La jeune danseuse et chorégraphe Tess Voelker introduit son ballet depuis le Grand foyer. Son haut du corps a quelque chose de plus robotique que celui de Cherkaoui mais les glissements de ses pieds au sol rendent charnelles ses évolutions. Dans sa pièce, Clouds Inside, Antonin Monié endosse au début le rôle mécanique ou métronomique de la gestuelle de la chorégraphe avec une démarche toute en roulis d’épaules tandis que sa partenaire, Marion Gautier de Charnacé, d’abord couchée au sol, évoque ensuite les errements d’un cumulus dans un ciel venteux ou la texture diffuse de la barbe à papa. Son partenaire semble vouloir lui offrir une structure. Les deux danseurs, masqués, ne se regardent pas. Pourtant, la jeune femme virevoltante devient le pivot, la raison même du mouvement du garçon-Horloge. Des circonvolutions de ce couple se dégage un joli sentiment d’harmonie aussi évanescent que les nuages qui donnent un nom à la pièce. Comme dans Exposure, la musique de Cloud Inside – deux chansons du compositeur et guitariste britannique Nick Drake (1948-1974) – est aussi en ostinato. Verrait-on se dessiner un deuxième fil d’Ariane entre les œuvres de cette soirée ?
La gestuelle des mains puis des bras de Mehdi Kerkouche, qui danse dans la Rotonde des abonnés, semble à la fois joliment marquée et pleine.

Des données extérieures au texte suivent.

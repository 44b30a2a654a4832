//! Core domain types shared across the crate
//!
//! A bundle release is identified by its [`BundleKey`]: an opaque bundle id
//! plus a positive, monotonically increasing [`Version`].

use std::fmt;

use serde::{Deserialize, Serialize};

/// Bundle version number. Versions start at 1.
pub type Version = u64;

/// Identifier of a named graph (a context)
pub type ContextId = String;

/// Unique key of a bundle release
#[derive(Debug, Clone, PartialEq, Eq, Hash, PartialOrd, Ord, Serialize, Deserialize)]
pub struct BundleKey {
    pub id: String,
    pub version: Version,
}

impl BundleKey {
    pub fn new(id: impl Into<String>, version: Version) -> Self {
        Self {
            id: id.into(),
            version,
        }
    }
}

impl fmt::Display for BundleKey {
    fn fmt(&self, f: &mut fmt::Formatter<'_>) -> fmt::Result {
        write!(f, "{}@{}", self.id, self.version)
    }
}
use std::path::PathBuf;

use clap::Parser;

/// Arguments for the deploy command
#[derive(Parser, Debug)]
#[command(after_help = "EXAMPLES:\n  \
                  Deploy the newest installed version everywhere:\n    graphpack deploy ex/a\n\n\
                  Deploy one version to one remote:\n    graphpack deploy ex/a --version 2 --remote origin\n\n\
                  Deploy an archive built elsewhere:\n    graphpack deploy --archive ex-a.tar.gz")]
pub struct DeployArgs {
    /// Bundle id
    #[arg(required_unless_present = "archive")]
    pub id: Option<String>,

    /// Installed version to deploy (defaults to the highest)
    #[arg(long, value_parser = clap::value_parser!(u64).range(1..))]
    pub version: Option<u64>,

    /// Deploy this archive file instead of an installed bundle
    #[arg(long, value_name = "FILE", conflicts_with_all = ["id", "version"])]
    pub archive: Option<PathBuf>,

    /// Remote to deploy to (defaults to all remotes)
    #[arg(long = "remote", short = 'r', value_name = "NAME")]
    pub remotes: Vec<String>,
}
//! Fetch integration tests over file and HTTP remotes

mod common;

use std::collections::HashMap;
use std::io::{Read, Write};
use std::net::TcpListener;
use std::time::Duration;

use common::{TestEnv, remote_at, store_with};
use graphpack::bundle::{Bundle, pack};
use graphpack::cache::RepositoryIndex;
use graphpack::domain::BundleKey;
use graphpack::error::GraphpackError;
use graphpack::operations::{Deployer, Fetcher};
use graphpack::remote::http::HttpAccessor;
use graphpack::remote::{Accessor, RemoteClient};

fn index() -> RepositoryIndex {
    RepositoryIndex::new(Duration::from_secs(60))
}

/// Publish ex/base@1 and ex/app@1 (depending on ex/base) to the file remote
fn publish_pair(env: &TestEnv) {
    let origin = env.other_cache("origin");
    let store = store_with(&[
        ("http://example.org/base", "http://example.org/s1"),
        ("http://example.org/app", "http://example.org/s2"),
    ]);
    env.install(&origin, "id: ex/base\nincludes: ['http://example.org/base']\n", &store);
    env.install(
        &origin,
        "id: ex/app\nincludes: ['http://example.org/app']\ndependencies: [ex/base]\n",
        &store,
    );

    let remotes = [env.file_remote("origin")];
    let deployer = Deployer::new(&origin, &remotes);
    for id in ["ex/base", "ex/app"] {
        assert!(deployer.deploy(id, None).unwrap().all_succeeded());
    }
}

#[test]
fn test_fetch_pulls_dependencies_from_file_remote() {
    let env = TestEnv::new();
    publish_pair(&env);

    let cache = env.cache();
    let remotes = [env.file_remote("origin")];
    let report = Fetcher::new(&cache, &index(), &remotes)
        .fetch("ex/app", None)
        .unwrap();

    assert_eq!(
        report.installed,
        vec![BundleKey::new("ex/base", 1), BundleKey::new("ex/app", 1)]
    );

    let bundle = Bundle::open(&cache, "ex/app", None).unwrap();
    let store = bundle.load().unwrap();
    let contexts: Vec<&str> = store.quads().map(|(ctx, _)| ctx).collect();
    assert_eq!(
        contexts,
        vec!["http://example.org/app", "http://example.org/base"]
    );
}

#[test]
fn test_fetch_falls_back_to_next_remote() {
    let env = TestEnv::new();
    publish_pair(&env);

    let cache = env.cache();
    let remotes = [
        remote_at("broken", &env.temp.path().join("missing")),
        env.file_remote("origin"),
    ];
    let report = Fetcher::new(&cache, &index(), &remotes)
        .fetch("ex/base", Some(1))
        .unwrap();
    assert_eq!(report.bundle.key, BundleKey::new("ex/base", 1));
}

#[test]
fn test_fetch_unknown_bundle() {
    let env = TestEnv::new();
    publish_pair(&env);
    let cache = env.cache();
    let remotes = [env.file_remote("origin")];

    let err = Fetcher::new(&cache, &index(), &remotes)
        .fetch("ex/missing", None)
        .unwrap_err();
    assert!(matches!(err, GraphpackError::BundleNotFound { .. }));
}

#[test]
fn test_corrupt_archive_on_remote_is_not_installed() {
    let env = TestEnv::new();
    publish_pair(&env);

    let path = graphpack::remote::file::FileAccessor::archive_path(&env.remote_root, "ex/base", 1);
    let mut bytes = std::fs::read(&path).unwrap();
    let middle = bytes.len() / 2;
    bytes[middle] ^= 0xff;
    std::fs::write(&path, &bytes).unwrap();

    let cache = env.cache();
    let remotes = [env.file_remote("origin")];
    assert!(
        Fetcher::new(&cache, &index(), &remotes)
            .fetch("ex/base", Some(1))
            .is_err()
    );
    assert!(!cache.contains("ex/base", 1));
}

/// Serve fixed bodies by request path until the listener is dropped
fn serve(routes: HashMap<String, Vec<u8>>) -> String {
    let listener = TcpListener::bind("127.0.0.1:0").unwrap();
    let base = format!("http://{}", listener.local_addr().unwrap());
    std::thread::spawn(move || {
        for stream in listener.incoming() {
            let Ok(mut stream) = stream else { continue };
            let mut buf = Vec::new();
            let mut chunk = [0u8; 1024];
            while !buf.windows(4).any(|w| w == b"\r\n\r\n") {
                match stream.read(&mut chunk) {
                    Ok(0) | Err(_) => break,
                    Ok(n) => buf.extend_from_slice(&chunk[..n]),
                }
            }
            let head = String::from_utf8_lossy(&buf).to_string();
            let path = head.split_whitespace().nth(1).unwrap_or("/").to_string();
            let (status, body) = match routes.get(&path) {
                Some(body) => ("200 OK", body.clone()),
                None => ("404 Not Found", Vec::new()),
            };
            let _ = write!(
                stream,
                "HTTP/1.1 {status}\r\nContent-Length: {}\r\nConnection: close\r\n\r\n",
                body.len()
            );
            let _ = stream.write_all(&body);
        }
    });
    base
}

#[test]
fn test_fetch_over_http() {
    let env = TestEnv::new();
    let origin = env.other_cache("origin");
    let store = store_with(&[("http://example.org/ctx", "http://example.org/s")]);
    let report = env.install(&origin, "id: ex/a\nincludes: ['http://example.org/ctx']\n", &store);
    let archive = pack(&report.bundle.path).unwrap();

    let mut routes = HashMap::new();
    routes.insert(
        "/index.json".to_string(),
        br#"{"ex/a": {"1": "bundles/ex-a-1.tar.gz", "draft": "ignored"}}"#.to_vec(),
    );
    routes.insert("/bundles/ex-a-1.tar.gz".to_string(), archive);
    let base = serve(routes);

    let remote = RemoteClient::with_accessors(
        "web",
        vec![Box::new(HttpAccessor::new(format!("{base}/index.json"), None).unwrap())
            as Box<dyn Accessor>],
        Duration::from_secs(10),
    );
    let cache = env.cache();
    let fetched = Fetcher::new(&cache, &index(), std::slice::from_ref(&remote))
        .fetch("ex/a", None)
        .unwrap();

    assert_eq!(fetched.installed, vec![BundleKey::new("ex/a", 1)]);
    assert_eq!(
        fetched.bundle.manifest.content_hash,
        report.bundle.manifest.content_hash
    );
}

Elle gagne en intensité au fur et à mesure du solo du chorégraphe finissant en un captivant staccato. Comme Clouds Inside, la pièce Et Si ? commence par un individu (Axel Ibot) couché au sol et bientôt rejoint par le groupe. La première section, également sur une musique à structure répétitive de Guillaume Alric, montre la dizaine de danseurs, dos à la salle, dans une transe anxieuse et anxiogène (Time to fall). De subtils contrepoints permettent au groupe de ne jamais devenir monolithique. Tour à tour, les danseurs semblent vouloir s’en extraire, en quête d’individualité, mais se contorsionnent alors péniblement sous l’effet de l’angoisse. Ils sont alors rattrapés par l’ensemble des autres danseurs. La communauté s’offre comme une entité mouvante et protectrice. Seul Axel Ibot se retrouve seul durablement pour un très beau solo dans la lumière rouge. Un à un, les danseurs de raccrochent à lui pour former une matière compacte. Du fond de la scène côté cour, un rai de lumière apparaît. La fin des temps, ou une lueur d’espoir?